Философия. Книга вторая. Просветление экзистенции
Шрифт:
2. Теснота и широта историчной экзистенции.
– Мир как явление экзистенциального содержания расширяется и суживается в процессе историчного самостановления; ибо широта экзистенции в нем достигается лишь через присвоение. Что такое есть то, с чем я живу, как будто бы оно было моей собственной жизнью, - этого нельзя выяснить из объема моего существования, фактической сферы моей власти и моей знающей ориентированности о мире. Я могу быть в состоянии совершить многое и все-таки быть только предприимчивым. Я могу видеть бескрайние исторические миры и при этом не экзистировать исторично.

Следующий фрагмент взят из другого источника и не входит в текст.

//! JSON payloads returned by the CI server
//!
//! Every collection and optional attribute defaults when absent. Required
//! identifiers are not optional: a payload without them fails to decode.

use buildkick_utils::error::MalformedResponseError;
use buildkick_utils::types::BuildStep;
use serde::de::DeserializeOwned;
use serde::{Deserialize, Serialize};
use std::fmt;

/// `GET /buildTypes`
#[derive(Debug, Clone, Default, PartialEq, Eq, Deserialize, Serialize)]
pub struct BuildTypeList {
    #[serde(rename = "buildType", default)]
    pub build_types: Vec<BuildTypeRef>,
}

impl BuildTypeList {
    #[must_use]
    pub fn ids(&self) -> Vec<String> {
        self.build_types.iter().map(|b| b.id.clone()).collect()
    }
}

#[derive(Debug, Clone, PartialEq, Eq, Deserialize, Serialize)]
pub struct BuildTypeRef {
    pub id: String,
}

/// `GET /buildTypes/{id}`
#[derive(Debug, Clone, Default, PartialEq, Eq, Deserialize, Serialize)]
pub struct BuildTypeDetail {
    #[serde(default)]
    pub id: Option<String>,
    #[serde(default)]
    pub steps: Option<StepList>,
}

impl BuildTypeDetail {
    /// Steps in server order; a missing `steps` object means none.
    #[must_use]
    pub fn into_steps(self) -> Vec<BuildStep> {
        self.steps
            .map(|list| list.steps.into_iter().map(StepWire::into_step).collect())
            .unwrap_or_default()
    }
}

#[derive(Debug, Clone, Default, PartialEq, Eq, Deserialize, Serialize)]
pub struct StepList {
    #[serde(rename = "step", default)]
    pub steps: Vec<StepWire>,
}

#[derive(Debug, Clone, PartialEq, Eq, Deserialize, Serialize)]
pub struct StepWire {
    pub id: String,
    pub name: String,
    #[serde(rename = "type")]
    pub step_type: String,
    #[serde(default)]
    pub disabled: Option<bool>,
}

impl StepWire {
    #[must_use]
    pub fn into_step(self) -> BuildStep {
        BuildStep::new(
            self.id,
            self.name,
            self.step_type,
            self.disabled.unwrap_or(false),
        )
    }
}

/// Build ids arrive as JSON numbers; some proxies turn them into strings.
#[derive(Debug, Clone, PartialEq, Eq, Deserialize, Serialize)]
#[serde(untagged)]
pub enum BuildId {
    Number(u64),
    Text(String),
}

impl fmt::Display for BuildId {
    fn fmt(&self, f: &mut fmt::Formatter<'_>) -> fmt::Result {
        match self {
            BuildId::Number(n) => write!(f, "{n}"),
            BuildId::Text(s) => f.write_str(s),
        }
    }
}

/// `POST /buildQueue` and `GET /builds/id:{id}`
#[derive(Debug, Clone, PartialEq, Eq, Deserialize, Serialize)]
#[serde(rename_all = "camelCase")]
pub struct BuildStatus {
    pub id: BuildId,
    #[serde(default)]
    pub state: Option<String>,
    /// Present while the build is still waiting in the queue
    #[serde(default)]
    pub wait_reason: Option<String>,
}

/// Decode a response body, naming the address on failure.
///
/// # Errors
///
/// Returns `MalformedResponseError` when the body is not valid JSON of the
/// expected shape.
pub fn decode<T: DeserializeOwned>(address: &str, body: &str) -> Result<T, MalformedResponseError> {
    serde_json::from_str(body).map_err(|e| MalformedResponseError::new(address, e.to_string()))
}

Расширение совершается практически: ситуации, в которые я попадаю, задачи, которые видимы для меня как возможные или ставятся мне извне, традиции, из которых я получаю свои самоочевидности, всякий раз открывают мне ограниченную, чаще всего весьма узко ограниченную, сферу существования. Безудержность, с которой я задействую себя самого в этой сфере, порождает мое историчное сознание.
Теоретически я расширяю
Высказывать историчное сознание таким, как оно, на пути через знание о прошедшем, осознает свое настоящее, - есть задача философии истории. В противоположность отстраняющему способу изложения, при котором и само настоящее можно подвергнуть исследованию как исторический сюжет, как будто бы оно было уже прошедшим, философия истории средствами предметно-исторического знания просветляет сознание усвоенного историчного содержания. При помощи философии истории, которая постигает экзистенцию во всей ее возможной широте, не возникает какой-либо энциклопедии исторического знания, и эта философия не может иметь своим возможным идеалом идеал полноты описания. Ибо, поскольку экзистенция никогда не может выйти за свои собственные пределы, даже только в замысле, а значит, не может и представить себе в отчетливом образе мир многих экзистенций как некое многообразие, то ей остается только расширяться самой в своем содержании и оставаться в готовности ко всеобъемлющей коммуникации.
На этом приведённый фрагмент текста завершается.